Monday, June 25, 2007

Mozambique: bishop cautions state against giving land to evicted Zimbabwe farmers

A Catholic bishop has urged the government to be cautious in allocating land to white farmers evicted from Zimbabwe, to avoid conflicts with local people.

Bishop Francisco Silota of Chimoio Diocese expressed fears that white farmers who lost their land in the chaotic reforms imposed by President Robert Mugabe a few years ago were settling in Mozambique and might make "Mozambicans feel like foreigners in their own country".

He told the German-based international Catholic pastoral charity, Aid to the Church in Need, that "the farmers bring modern technology with them and have a strong entrepreneurial spirit. We must take care that tensions do not result."
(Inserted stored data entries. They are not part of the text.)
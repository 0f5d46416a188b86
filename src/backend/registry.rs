use std::{
    any::{type_name, Any, TypeId},
    collections::HashMap,
    fmt,
};

use tracing::{debug, trace};

use crate::{error::LowerError, operation::Operation};

use super::{cpu, BufferArgs, Kernel};

type BuildFn = Box<dyn Fn(&dyn Operation, &BufferArgs) -> Result<Kernel, LowerError> + Send + Sync>;

struct BuilderEntry {
    name: &'static str,
    build: BuildFn,
}

/// Maps the concrete type of an operator to the routine that compiles it.
///
/// Registration takes `&mut self` and lookup `&self`, so every builder is in
/// place before the first kernel is built.
#[derive(Default)]
pub struct KernelRegistry {
    builders: HashMap<TypeId, BuilderEntry>,
}

impl fmt::Debug for KernelRegistry {
    fn fmt(&self, f: &mut fmt::Formatter<'_>) -> fmt::Result {
        let mut names = self.builders.values().map(|entry| entry.name).collect::<Vec<_>>();
        names.sort_unstable();
        f.debug_struct("KernelRegistry").field("builders", &names).finish()
    }
}

impl KernelRegistry {
    pub fn new() -> Self {
        Self::default()
    }

    /// Registry with every CPU builder.
    pub fn cpu() -> Self {
        let mut registry = Self::new();
        cpu::register_builders(&mut registry);
        registry
    }

    /// Replaces any builder previously registered for `T`.
    pub fn register<T, F>(&mut self, builder: F)
    where
        T: Operation,
        F: Fn(&T, &BufferArgs) -> Result<Kernel, LowerError> + Send + Sync + 'static,
    {
        let name = type_name::<T>();

        let build: BuildFn = Box::new(move |op, args| match op.downcast::<T>() {
            Some(op) => builder(op, args),
            None => Err(LowerError::UnsupportedOperator { op: op.opname() }),
        });

        if self.builders.insert(TypeId::of::<T>(), BuilderEntry { name, build }).is_some() {
            debug!(op = name, "replaced kernel builder");
        } else {
            debug!(op = name, "registered kernel builder");
        }
    }

    pub fn is_registered<T: Operation>(&self) -> bool {
        self.builders.contains_key(&TypeId::of::<T>())
    }

    pub fn len(&self) -> usize {
        self.builders.len()
    }

    pub fn is_empty(&self) -> bool {
        self.builders.is_empty()
    }

    /// Looks up the builder for the concrete type of `op` and runs it.
    pub fn build(&self, op: &dyn Operation, args: &BufferArgs) -> Result<Kernel, LowerError> {
        let any: &dyn Any = op;

        let entry =
            self.builders.get(&any.type_id()).ok_or_else(|| LowerError::UnsupportedOperator { op: op.opname() })?;

        trace!(builder = entry.name, op = %op.opname(), "building kernel");

        (entry.build)(op, args)
    }
}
Chimoio Diocese borders Zimbabwe. Following the dizzying economic and political crisis in Zimbabwe, numerous refugees are crossing the border and this is creating social problems, Bishop Silota said.

The refugees are looking for work, but since many of them remain unemployed, there is a resulting increase in crime in some places. Many Mozambicans fear the influx might soon be a source of social instability, according to the bishop.

On the challenges facing the church in Mozambique, Bishop Silota said the principal task was to implant the gospel in the local culture.

"Inculturation is the backbone of all our other pastoral and social efforts", he said. Jesus must be presented to people as "one of their own". The church must "translate the Good News into the language of the people", since "in Africa, faith is not something isolated, but involves the entire person, the whole of life".

The prevailing poverty, however, often causes people to become uprooted, and to lose their traditional values, the bishop observed. In particular, the exodus from the land is causing people to lose their roots in the "strange and hostile environment" of the towns.

According to Bishop Silota, some 39 percent of Mozambicans live in towns, and this is expected to increase to over 50 percent by 2010, according to some estimates.

The bishop also expressed deep concern that already 19 percent of the population in his country was HIV positive. He said it was a particular scandal that many young girls, owing to their poverty, became easy prey for men who abuse and infect them with HIV.

"If the church is the Body of Christ, then the spread of AIDS means that the Body of Christ is physically sick", he said. "This problem affects us all!"